SANTA BARBARA, Calif. - In a matter of a couple of days, the heart of downtown Santa Barbara went from a crisis zone to a festival-like scene during an on going pandemic.
Restaurants were told it was fine to serve food and alcohol on the sidewalks, pedestrians could walk in the streets, and cars were relocated.
A special permit is required for this extension.
Ross Levin was with his seven-week old and his wife and said, "for us and baby Rory, it's been fine, we haven't had a problem. I love having everything closed we can enjoy the day and walk and hopefully we can enjoy it forever."
He said the streets with more space were better for him than a street with bigger crowds, more outside drinking and numerous bikes.
All this, however, was done without much or any review or public input and that's led to emails and calls to City Hall.
One comment from Anna Marie Gott claimed there were no approved alcohol license adjustments to give restaurants permission to serve drinks outside of their buildings. No one on the city staff was able to provide input on that claim.
Pedestrians carrying drinks, including bottles of beer were seen on many blocks.
At a special zoom meeting even Council members weren't sure what was happening in some cases.
"I had sort of thought was just going to be for dining and pedestrian motion was going to be in the street so I had a clarifying question about that. I did see some tables in the street as opposed to just on the sidewalk, it created a little confusion," said Council member Kristin Sneddon.
There were also concerns about walkers getting with the six-foot space limit to diners.
A supporter of those with mobility issues, said he wanted wheelchair spacing access to be reviewed and included in all discussions about design changes for food, retail and pedestrian plans.
Many restaurant businesses took their space and some on their left and right if it was open because a store was closed or if there was a vacancy. That helped with the safety spacing and eased concerns. It also helped bring in more income.
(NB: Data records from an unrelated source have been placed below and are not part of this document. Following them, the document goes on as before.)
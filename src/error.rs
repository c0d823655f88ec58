//! Error taxonomy for the construction engine, tools, and hook processor.
//!
//! `BuildError` is the top-level failure mode of an engine invocation;
//! everything else either is a `BuildError` variant or converts into one at
//! the boundary where it stops being retriable.

use std::fmt;

/// Classification assigned to a failed HTTP attempt, driving [`crate::retry`].
#[derive(Debug, Clone, Copy, PartialEq, Eq)]
pub enum RetryMode {
    /// No retry: 4xx other than 408, certificate errors.
    Terminal,
    /// Retry, but extend the backoff schedule by one slot (HTTP 503).
    RetriableForever,
    /// Retry within the existing schedule: connection errors, timeouts,
    /// 5xx other than 503, 404, 408, checksum mismatch.
    Retriable,
}

/// Error raised by the HTTP client after classification.
#[derive(Debug, thiserror::Error)]
#[error("{message}")]
pub struct RemoteError {
    pub message: String,
    pub mode: RetryMode,
}

impl RemoteError {
    pub fn new(mode: RetryMode, message: impl Into<String>) -> Self {
        Self {
            message: message.into(),
            mode,
        }
    }
}

/// MD5/ETag mismatch while streaming an S3 response body. Always retriable.
#[derive(Debug, thiserror::Error)]
#[error("checksum mismatch: expected {expected}, got {actual}")]
pub struct ChecksumError {
    pub expected: String,
    pub actual: String,
}

impl From<ChecksumError> for RemoteError {
    fn from(e: ChecksumError) -> Self {
        RemoteError::new(RetryMode::Retriable, e.to_string())
    }
}

/// Error raised by a [`crate::tool::Tool`] implementation.
#[derive(Debug, thiserror::Error)]
#[error("{tool} failed: {message}")]
pub struct ToolError {
    pub tool: String,
    pub message: String,
    pub exit_code: Option<i32>,
    #[source]
    pub source: Option<Box<dyn std::error::Error + Send + Sync>>,
}

impl ToolError {
    pub fn new(tool: impl Into<String>, message: impl Into<String>) -> Self {
        Self {
            tool: tool.into(),
            message: message.into(),
            exit_code: None,
            source: None,
        }
    }

    pub fn with_exit_code(mut self, code: i32) -> Self {
        self.exit_code = Some(code);
        self
    }

    pub fn with_source(mut self, source: impl std::error::Error + Send + Sync + 'static) -> Self {
        self.source = Some(Box::new(source));
        self
    }
}

/// Context frame attached to a `BuildError` as it propagates up through the
/// engine, so the top-level `Display` can print
/// `configSet -> config -> tool -> command`.
#[derive(Debug, Clone, Default)]
pub struct BuildContext {
    pub config_set: Option<String>,
    pub config: Option<String>,
    pub tool: Option<String>,
    pub command: Option<String>,
}

impl fmt::Display for BuildContext {
    fn fmt(&self, f: &mut fmt::Formatter<'_>) -> fmt::Result {
        let parts: Vec<&str> = [&self.config_set, &self.config, &self.tool, &self.command]
            .into_iter()
            .filter_map(|p| p.as_deref())
            .collect();
        write!(f, "{}", parts.join(" -> "))
    }
}

/// Top-level failure of an engine invocation. Fatal: the build aborts.
#[derive(Debug, thiserror::Error)]
pub enum BuildError {
    #[error("no such config: {0}")]
    NoSuchConfig(String),

    #[error("no such configSet: {0}")]
    NoSuchConfigSet(String),

    #[error("circular configSet dependency involving: {0:?}")]
    CircularConfigSetDependency(Vec<String>),

    #[error("[{context}] {source}")]
    Tool {
        context: BuildContext,
        #[source]
        source: ToolError,
    },

    #[error("invalid model: {0}")]
    InvalidModel(String),
}

/// Error raised while resolving or evaluating a hook's path. Propagates and
/// aborts the current poll tick (unlike any other hook-processing error,
/// which is caught and logged).
#[derive(Debug, thiserror::Error)]
#[error("invalid hook path {path:?}: {message}")]
pub struct UpdateError {
    pub path: String,
    pub message: String,
}

impl UpdateError {
    pub fn new(path: impl Into<String>, message: impl Into<String>) -> Self {
        Self {
            path: path.into(),
            message: message.into(),
        }
    }
}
Council member Mike Jordan, "they went wider than their frontage because they are not bothering anyone." It was a move he approved of and credited those who were stretching out or working with their neighboring businesses.
But there were problems.
"There's other examples that are horrible. The 11 and 1200 block you are either walking the gauntlet or some people have literally roped off the entire sidewalk." He said a home made sign redirected pedestrians. "That's not going to fly." said Jordan.
"So we are waiting for that moment to see how populated the streets get with activity but if it doesn't show up do we listen to other business owners who have access needs," said Parking and Transportation manager Rob Dayton. He said there would still be a "balancing act" for issues to be worked out.
Dayton also said different blocks have different flexibility.
Some citizens said they did not feel safe at intersections where cross traffic, bikes and pedestrians shared the space. It was more than a coronavirus issue.
There are also reckless "wheelie-popping" bike riders darting in and out of those on foot and going on and off the curbs. An education plan has been discussed for bike rider. The route is a favorite for those on two wheels.
One former planner living here now says says this test is a unique workable plan. "We have got a ton to base your comments on. From retailers from restaurants from the public, it is the perfect trial to find a new answer to State Street," said Realtor Geoff Rue.
Another issue involving outside music was raised because it was not written into the emergency ordinance.
Over the weekend there were many musicians playing solo and up to six-member bands with amplified music.
In the coming weeks, there will also be discussions about other areas of the city where parking spaces and public walkways may be converted into dining spots. Already that has happened on Coast Village Road.